Lapuan kankurit compte de nombreux distributeurs en Finlande et à l’étranger et a remporté plusieurs prix dans le domaine du design. Qu’est-ce qui rend vos produits si populaires dans le monde entier ?

Je pense que cela vient de notre différence. Le fait d’avoir notre propre atelier de tissage nous a permis d’expérimenter diverses techniques et innovations au sein d’une production à petite échelle. Voilà l’essence même de notre activité : la fabrication de textiles spécialisés. Associé à un design scandinave et un aspect naturel, on obtient des produits que l’on ne trouve pas partout.

 

Quelles sont les tendances actuelles dans l’industrie textile finlandaise ?

Le développement durable et la démarche écologique se sont bel et bien imposés. Citons également l’économie circulaire, qui jouera bien entendu un rôle très important. Nous prenons cela en compte dès le processus de fabrication, en essayant d’éviter tout gaspillage lors du découpage de nos tissus. Quand il reste un peu de tissu, nous réalisons de petites séries de produits « zéro déchet ». La laine est pour nous le matériau de demain, elle est durable, se nettoie naturellement et peut être recyclée très facilement. Avec notre propre filature, nous pouvons recycler la laine qui a déjà été utilisée. L’économie circulaire est pleine de possibilités.

© Lapuan Kankurit

Avez-vous toujours su que vous alliez suivre les traces de vos prédécesseurs et travailler dans l’industrie textile ?

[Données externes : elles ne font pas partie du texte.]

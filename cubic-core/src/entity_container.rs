//! Opaque entity records kept by columns and cubes.
//!
//! Entity simulation lives elsewhere; here entities are only carried so they
//! persist with the cube or column they were saved in.
use simdnbt::owned::NbtCompound;
use uuid::Uuid;

/// A saved entity.
#[derive(Debug, Clone, PartialEq)]
pub struct EntityRecord {
    /// Unique id.
    pub id: Uuid,
    /// Serialized entity state.
    pub data: NbtCompound,
}

impl EntityRecord {
    /// Creates a record with a random id.
    #[must_use]
    pub fn new(data: NbtCompound) -> Self {
        Self {
            id: Uuid::new_v4(),
            data,
        }
    }
}

/// The entities of one column or cube.
#[derive(Debug, Clone, Default)]
pub struct EntityContainer {
    entities: Vec<EntityRecord>,
    modified: bool,
}

impl EntityContainer {
    /// Creates an empty container.
    #[must_use]
    pub fn new() -> Self {
        Self::default()
    }

    /// Adds an entity, replacing any record with the same id.
    pub fn add(&mut self, record: EntityRecord) {
        self.entities.retain(|existing| existing.id != record.id);
        self.entities.push(record);
        self.modified = true;
    }

    /// Removes an entity by id.
    pub fn remove(&mut self, id: Uuid) -> Option<EntityRecord> {
        let index = self.entities.iter().position(|e| e.id == id)?;
        self.modified = true;
        Some(self.entities.remove(index))
    }

    /// Looks up an entity by id.
    #[must_use]
    pub fn get(&self, id: Uuid) -> Option<&EntityRecord> {
        self.entities.iter().find(|e| e.id == id)
    }

    /// All entities in insertion order.
    pub fn iter(&self) -> impl Iterator<Item = &EntityRecord> {
        self.entities.iter()
    }

    /// Number of entities.
    #[must_use]
    pub fn len(&self) -> usize {
        self.entities.len()
    }

    /// Whether there are no entities.
    #[must_use]
    pub fn is_empty(&self) -> bool {
        self.entities.is_empty()
    }

    /// Whether the container changed since the last save.
    #[must_use]
    pub const fn is_modified(&self) -> bool {
        self.modified
    }

    /// Clears the modified flag.
    pub fn mark_saved(&mut self) {
        self.modified = false;
    }
}
use std::collections::VecDeque;
use std::ops::RangeInclusive;
use std::sync::Arc;

use cubic_utils::{AddressError, ColumnPos, CubePos};

use super::World;
use crate::block::BlockRegistry;
use crate::column::Column;
use crate::config::WorldConfig;
use crate::cube::{Cube, GeneratorStage};
use crate::generator::{
    CubeProcessor, GeneratorPipeline, PipelineError, ProcessOutcome, TickReport, default_pipeline,
};
use crate::lighting::{CubeCache, FirstLightProcessor};

/// A world together with the pipeline that generates it.
pub struct WorldContext {
    /// The loaded columns and cubes.
    pub world: World,
    /// Staged generation for cubes that are not live yet.
    pub pipeline: GeneratorPipeline,
    relight: FirstLightProcessor,
    relight_queue: VecDeque<CubePos>,
}

impl WorldContext {
    /// Creates an empty world with the default pipeline.
    pub fn new(config: WorldConfig, blocks: Arc<BlockRegistry>) -> Result<Self, PipelineError> {
        let pipeline = default_pipeline(&config, &blocks)?;
        let relight = FirstLightProcessor::new(config.batch_sizes.lighting);
        Ok(Self {
            world: World::new(config, blocks),
            pipeline,
            relight,
            relight_queue: VecDeque::new(),
        })
    }

    /// Loads the cube at `pos` if needed and queues it for generation.
    ///
    /// Returns whether the cube was newly queued.
    pub fn prepare_cube(&mut self, pos: CubePos) -> Result<bool, AddressError> {
        let cube = self.world.get_or_create_cube(pos)?;
        Ok(self.pipeline.generate(cube))
    }

    /// Prepares every cube within `radius` columns of `center` and in `cube_ys`.
    pub fn prepare_region(
        &mut self,
        center: ColumnPos,
        radius: i32,
        cube_ys: RangeInclusive<i32>,
    ) -> Result<usize, AddressError> {
        let mut queued = 0;
        for x in center.x() - radius..=center.x() + radius {
            for z in center.z() - radius..=center.z() + radius {
                for y in cube_ys.clone() {
                    if self.prepare_cube(CubePos::new(x, y, z))? {
                        queued += 1;
                    }
                }
            }
        }
        Ok(queued)
    }

    /// Adds a column read from storage.
    ///
    /// Cubes still being generated go back into the pipeline. Lit cubes whose
    /// stored opacity index no longer matches are queued for a fresh first light.
    /// Work queued for a column this one replaces is dropped first.
    pub fn insert_column(&mut self, column: Column) -> Result<(), AddressError> {
        let pos = column.pos();
        if let Some(old) = self.world.insert_column(column)? {
            for cube in old.all_cubes() {
                self.pipeline.remove(cube.pos());
            }
        }
        self.relight_queue.retain(|queued| queued.column() != pos);
        let Some(column) = self.world.column(pos) else {
            return Ok(());
        };
        for cube in column.all_cubes() {
            if cube.generator_stage() < GeneratorStage::Live {
                self.pipeline.generate(cube);
            }
            if cube.needs_relight() && cube.generator_stage() > GeneratorStage::Lighting {
                self.relight_queue.push_back(cube.pos());
            }
        }
        Ok(())
    }

    /// Unloads a cube and forgets any pending work for it.
    pub fn unload_cube(&mut self, pos: CubePos) -> Option<Cube> {
        self.pipeline.remove(pos);
        self.relight_queue.retain(|queued| *queued != pos);
        self.world.remove_cube(pos)
    }

    /// Unloads a column with all of its cubes.
    pub fn unload_column(&mut self, pos: ColumnPos) -> Option<Column> {
        let column = self.world.remove_column(pos)?;
        for cube in column.all_cubes() {
            self.pipeline.remove(cube.pos());
        }
        self.relight_queue.retain(|queued| queued.column() != pos);
        Some(column)
    }

    /// Cubes waiting for a fresh first light after loading.
    #[must_use]
    pub fn pending_relights(&self) -> usize {
        self.relight_queue.len()
    }

    /// Advances generation, relighting and the game clock by one tick.
    pub fn tick(&mut self) -> TickReport {
        let report = self.pipeline.tick(&mut self.world);

        let mut retry = Vec::new();
        for _ in 0..self.relight.batch_size().min(self.relight_queue.len()) {
            let Some(pos) = self.relight_queue.pop_front() else {
                break;
            };
            if self.world.cube(pos).is_none() {
                continue;
            }
            match self.relight.light_cube(&mut self.world, pos) {
                ProcessOutcome::Done => log::trace!("Relit {pos}"),
                ProcessOutcome::Retry => retry.push(pos),
            }
        }
        self.relight_queue.extend(retry);

        self.world.tick_relight_checks();
        self.world.advance_time();
        report
    }
}

#[cfg(test)]
#[allow(clippy::unwrap_used)]
mod tests {
    use cubic_utils::BlockPos;

    use super::*;
    use crate::block::blocks;
    use crate::config::BatchSizes;
    use crate::cube::LightKind;

    fn context() -> WorldContext {
        let config = WorldConfig {
            batch_sizes: BatchSizes {
                terrain: 200,
                surface: 200,
                structures: 200,
                lighting: 200,
                features: 200,
            },
            ..WorldConfig::default()
        };
        WorldContext::new(config, Arc::new(BlockRegistry::vanilla())).expect("default pipeline")
    }

    #[test]
    fn prepared_region_reaches_live_and_is_lit() {
        let mut context = context();
        let queued = context
            .prepare_region(ColumnPos::new(0, 0), 2, 2..=5)
            .expect("in range");
        assert_eq!(queued, 5 * 5 * 4);

        for _ in 0..40 {
            context.tick();
        }
        let center = context.world.cube(CubePos::new(0, 3, 0)).expect("loaded");
        assert_eq!(center.generator_stage(), GeneratorStage::Live);

        assert_eq!(context.world.block_state(BlockPos::new(3, 63, 3)), blocks::GRASS_BLOCK);
        assert_eq!(context.world.block_state(BlockPos::new(3, 64, 3)), blocks::AIR);
        assert_eq!(context.world.light_at(LightKind::Sky, BlockPos::new(3, 64, 3)), 15);
        assert_eq!(context.world.light_at(LightKind::Sky, BlockPos::new(3, 62, 3)), 0);

        // Edge cubes never get all face neighbors.
        let edge = context.world.cube(CubePos::new(2, 5, 0)).expect("loaded");
        assert_eq!(edge.generator_stage(), GeneratorStage::Lighting);
    }

    #[test]
    fn live_edits_relight_immediately() {
        let mut context = context();
        context
            .prepare_region(ColumnPos::new(0, 0), 2, 2..=5)
            .expect("in range");
        for _ in 0..40 {
            context.tick();
        }
        let pos = BlockPos::new(8, 66, 8);
        context.world.set_block_state(pos, blocks::GLOWSTONE);
        assert_eq!(context.world.light_at(LightKind::Block, pos.offset(0, 0, 3)), 12);
        assert_eq!(context.world.light_at(LightKind::Sky, pos.offset(0, -1, 0)), 14);
    }

    #[test]
    fn unloading_forgets_pending_cubes() {
        let mut context = context();
        context.prepare_cube(CubePos::new(0, 0, 0)).expect("in range");
        assert_eq!(context.pipeline.pending(), 1);
        assert!(context.unload_cube(CubePos::new(0, 0, 0)).is_some());
        assert_eq!(context.pipeline.pending(), 0);
        assert!(context.world.cube(CubePos::new(0, 0, 0)).is_none());
    }

    #[test]
    fn loaded_columns_resume_generation() {
        let mut context = context();
        let mut column = Column::new(ColumnPos::new(4, 4));
        column.get_or_create_cube(1).set_generator_stage(GeneratorStage::Structures);
        let lit = column.get_or_create_cube(2);
        lit.set_generator_stage(GeneratorStage::Live);
        lit.set_needs_relight(true);

        context.insert_column(column).expect("in range");
        assert_eq!(context.pipeline.pending_at(GeneratorStage::Structures), 1);
        assert_eq!(context.pending_relights(), 1);

        context.unload_column(ColumnPos::new(4, 4));
        assert_eq!(context.pipeline.pending(), 0);
        assert_eq!(context.pending_relights(), 0);
    }

    #[test]
    fn reinserting_a_column_does_not_duplicate_work() {
        let mut context = context();
        let mut column = Column::new(ColumnPos::new(-2, 7));
        column.get_or_create_cube(0).set_generator_stage(GeneratorStage::Surface);
        for y in 1..=3 {
            let lit = column.get_or_create_cube(y);
            lit.set_generator_stage(GeneratorStage::Live);
            lit.set_needs_relight(true);
        }

        context.insert_column(column.clone()).expect("in range");
        context.insert_column(column).expect("in range");
        assert_eq!(context.pending_relights(), 3);
        assert_eq!(context.pipeline.pending(), 1);

        context.insert_column(Column::new(ColumnPos::new(-2, 7))).expect("in range");
        assert_eq!(context.pending_relights(), 0);
        assert_eq!(context.pipeline.pending(), 0);
    }
}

Esko a toujours affirmé penser ne rien pouvoir faire d’autre, compte tenu du fait qu’il avait grandi entouré par la fabrication textile. Pour ma part, j’étais passionnée par le design et l’internalisation, choses que je peux approfondir dans mon travail actuel. Notre travail réunit bon nombre de nos intérêts et nous a toujours passionnés. Plutôt que de trop nous concentrer sur l’aspect commercial, nous nous passionnons pour la fabrication de beaux textiles dans un esprit de durabilité.

 

Qu’est-ce qui vous inspire au quotidien ? 

Je pense que la création de nouveaux produits nous stimule le plus. Notre collaboration avec l’université d’Aalto représente également une immense source d’inspiration. À travers cette collaboration, les étudiant.e.s nous font part de leurs perspectives et de leurs idées sur l’industrie textile. Cette collaboration apporte à l’entreprise un regain d’énergie, dans la mesure où ils nous aident à suivre les tendances du moment. Il arrive que certain.e.s étudiant.e.s passent une semaine dans notre usine de tissage pour se familiariser avec le processus de fabrication. Grâce à cette collaboration, nous avons eu la chance de rencontrer d’incroyables designers.euses qui ont conçu de magnifiques textiles pour nous. Nous nous considérons comme une sorte de tremplin pour les jeunes créateurs.rices et nous sommes très fiers de pouvoir suivre leurs progrès.